Some system parameters can be modified by an X-Road security officer in the user interface. All the system parameters that cannot be changed in the user interface, are assigned default values during the initialization of the central server. Later these can only be changed from the database. As these parameters are critical for functioning of entire X-Road instance, these must be modified with extreme care.

# 2.26.1 Attributes

Name Type Modifiers Description
id [PK] integer NOT NULL Primary key
key character varying(255) System parameter key. Cannot be NULL.
value character varying(255) System parameter value corresponding to the key.
created_at timestamp without time zone NOT NULL Record creation time, managed automatically by the Rails framework.
updated_at timestamp without time zone NOT NULL Record last modified time, managed automatically by the Rails framework.
ha_node_name character varying(255) Name of the cluster node that initiated the insertion in an HA setup; the default value in standalone setup.

# 2.27 TRUSTED_ANCHORS

Trusted anchor of a federation partner. A trusted anchor is the configuration anchor of the configuration source distributing the external configuration of a federation partner.

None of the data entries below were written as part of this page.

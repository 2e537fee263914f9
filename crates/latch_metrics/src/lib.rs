//! Latch Metrics - Object churn tracking for pools
//!
//! Provides zero-cost abstractions for metrics collection that completely
//! vanish in production builds via feature flags.
//!
//! # Feature Flags
//!
//! - `metrics` - Enable metrics collection (default: disabled)
//!
//! # Usage
//!
//! ```ignore
//! use latch_metrics::{ChurnCounter, ChurnEvent};
//!
//! let mut churn = ChurnCounter::new();
//! churn.record("bullet", ChurnEvent::Acquired);
//! println!("bullets acquired: {}", churn.get("bullet").acquired);
//! ```
//!
//! In production builds (without `metrics` feature), all instrumentation
//! is compiled out to zero overhead.

#[cfg(feature = "metrics")]
mod churn;

#[cfg(feature = "metrics")]
pub use churn::ChurnCounter;

/// Lifecycle event of a pooled object.
#[derive(Debug, Clone, Copy, PartialEq, Eq, Hash)]
pub enum ChurnEvent {
    Created,
    Acquired,
    Released,
    Destroyed,
}

/// Accumulated lifecycle events for one pool alias.
#[derive(Debug, Clone, Copy, Default, PartialEq, Eq)]
pub struct Churn {
    pub created: u64,
    pub acquired: u64,
    pub released: u64,
    pub destroyed: u64,
}

// ============================================================================
// Macros for conditional compilation
// ============================================================================

/// Execute code only when metrics are enabled
#[macro_export]
macro_rules! metrics {
    ($($tt:tt)*) => {
        #[cfg(feature = "metrics")]
        {
            $($tt)*
        }
    };
}

// ============================================================================
// No-op stubs when metrics disabled
// ============================================================================

#[cfg(not(feature = "metrics"))]
pub struct ChurnCounter;

#[cfg(not(feature = "metrics"))]
impl ChurnCounter {
    pub fn new() -> Self { Self }
    pub fn record(&mut self, _alias: &str, _event: ChurnEvent) {}
    pub fn get(&self, _alias: &str) -> Churn { Churn::default() }
    pub fn total(&self) -> Churn { Churn::default() }
    pub fn reset(&mut self, _alias: &str) {}
    pub fn reset_all(&mut self) {}
    pub fn iter(&self) -> impl Iterator<Item = (&String, &Churn)> { std::iter::empty() }
}

#[cfg(not(feature = "metrics"))]
impl Default for ChurnCounter {
    fn default() -> Self { Self }
}
//! Behavior traits implemented by pooled game objects.
//!
//! Entities are the nodes of a scene tree; units are behavior pieces attached
//! to exactly one entity (a renderer is a unit in a dedicated slot). Both are
//! constructed once by their pool and reused across many lives: every life
//! starts with `reset` + `configure` and ends when the object is recycled.

use crate::{Args, ArgsError, EntityId};
use std::any::Any;

/// Downcasting support for trait objects stored in pools.
pub trait AsAny: Any {
    fn as_any(&self) -> &dyn Any;
    fn as_any_mut(&mut self) -> &mut dyn Any;
}

impl<T: Any> AsAny for T {
    fn as_any(&self) -> &dyn Any {
        self
    }

    fn as_any_mut(&mut self) -> &mut dyn Any {
        self
    }
}

/// Lifecycle shared by everything a pool hands out.
pub trait Pooled: AsAny {
    /// Clear transient state left over from the previous life.
    fn reset(&mut self) {}

    /// Apply the merged argument bag for this life.
    fn configure(&mut self, _args: &Args) -> Result<(), ArgsError> {
        Ok(())
    }

    /// Called right before the recycle notification is emitted.
    fn recycle(&mut self) {}

    /// Release external resources. Only called when the pool is cleared.
    fn destroy(&mut self) {}
}

/// A scene-tree node.
pub trait Entity: Pooled {
    /// Whether child entities can be attached to this one.
    fn is_container(&self) -> bool {
        false
    }

    fn start(&mut self) {}

    fn update(&mut self, _dt: f32) {}

    fn draw(&self) {}
}

/// A behavior unit attached to an entity.
pub trait Unit: Pooled {
    fn attached(&mut self, _owner: EntityId) {}

    fn detached(&mut self) {}

    fn start(&mut self) {}

    fn update(&mut self, _dt: f32) {}

    /// Only invoked for the unit installed as an entity's renderer.
    fn draw(&self) {}
}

The record is created or modified exactly the same way as described in the documentation of table anchor_url_certs. The record is never modified.

# 2.27.1 Attributes

Name Type Modifiers Description
id [PK] integer NOT NULL Primary key
instance_identifier character varying(255) Instance identifier of the trusted anchor. Cannot be NULL.
trusted_anchor_file byte Trusted anchor file (in XML format). Cannot be NULL.
trusted_anchor_hash text Hash of the trusted anchor file. Cannot be NULL.
created_at timestamp without time zone Record creation time, managed automatically by the Rails framework.
updated_at timestamp without time zone Record last modified time, managed automatically by the Rails framework.
generated_at timestamp without time zone Anchor generation time (read from the anchor file).

# 2.28 UI_USERS

UI user name with its last used locale. Maps possible user interface (UI) user names with locales so that when UI user is logged in next time, the locale it has been used is remembered. If a user with no assigned locale logs in, the first available locale is selected to this user. Later user can change its locale in the user interface.

The record is created when the user is logged in the user interface for the first time. The record is modified when the user logged in changes its locale in the user interface. The record is never deleted.

# 2.28.1 Attributes

Name Type Modifiers Description
id [PK] integer NOT NULL Primary key
username character varying(255) User name of the UI user.
locale character varying(255) Current locale of the UI user.
created_at timestamp without time zone NOT NULL Record creation time, managed automatically by the Rails framework.
updated_at timestamp without time zone NOT NULL Record last modified time, managed automatically by the Rails framework.